Gadolinium does not increase the signal, but the speed of MRI
You may have heard that gadolinium-based MRI contrast agents can enhance or increase the signal of tissue. This is generally a good description of what’s going on. Here, however, I would like to argue why this is – strictly speaking – not true: contrast agents cannot really increase the signal available for MRI.
Some basic facts first: gadolinium-based contrast agents are very frequently used in clinical MRI to improve the image contrast as illustrated in the following example.
An important fact about (conventional) MRI contrast agents is that it’s never the contrast agent itself that is visible in MR images. Instead, the contrast agent changes the behavior of the atomic nuclei in its neighborhood – in clinical MRI, these are the nuclei of hydrogen, i. e. the protons. As a consequence, these protons now appear brighter in T1-weighted MRI than protons which are not influenced by the contrast agent.
So, apparently the proton signal is increased by gadolinium? Yes, apparently … Actually, there is always a maximum signal that is available for MRI and that depends on three major factors:
- the number of available protons, which is related to the proton density ρ of the tissue: the more protons (per voxel), the higher the signal;
- the magnetic field strength B0: the higher the field strength, the higher is also the (thermal) nuclear magnetization and, hence, the measured signal;
- the receiver coil: the more efficient the receive system (the radio-frequency coil), the higher the signal.

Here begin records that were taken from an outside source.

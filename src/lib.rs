//! Refiner node startup configuration.
//!
//! This crate resolves the configuration a Vana refiner node starts with:
//! CLI flags and environment variables are parsed into typed settings, wallet
//! credentials are selected from a JSON keystore, a mnemonic, or the default
//! wallet directory, and the result is handed to the rest of the process as a
//! single read-only [`config::Config`].
//!
//! # Modules
//!
//! - [`cli`] - Argument groups registered by each collaborating subsystem
//! - [`config`] - Keystore reading, credential precedence, wallet defaults
//! - [`error`] - Error types for the crate
//! - [`files`] - Payload download and content-based type detection
//!
//! # Example
//!
//! ```no_run
//! use clap::Parser;
//! use refiner_node::cli::Cli;
//! use refiner_node::config::wallet::WalletEnv;
//! use refiner_node::config::Config;
//!
//! fn main() -> refiner_node::error::Result<()> {
//!     let cli = Cli::parse();
//!     let config = Config::resolve(cli, &WalletEnv::from_process())?;
//!     config.logging.init();
//!     Ok(())
//! }
//! ```

pub mod cli;
pub mod config;
pub mod error;
pub mod files;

But the presence of a contrast agent does not increase this maximum signal.
Instead, we are cheating: First, we artificially decrease the MRI signal by choosing short repetition times (TR). And only afterwards, a certain part of this suppressed signal is recovered due to the influence of the contrast agent! This is illustrated in the following diagram:
Obviously, the maximum signal, Smax, with contrast agent is exactly the same as the maximum signal without contrast agent – but we can obtain this maximum signal considerably faster (i. e, at shorter TRs). That’s why gadolinium can be described to increase the speed, but not the MRI signal. In agreement with this observation, no additional gadolinium-induced signal enhancement can be found in proton-density-weighted MR images (with very long TRs). But, hypothetically, if contrast agent could be distributed homogeneously in the tissue (which in reality is not possible), then PD-weighted MRI could be accelerated by using shorter TRs without changing the contrast.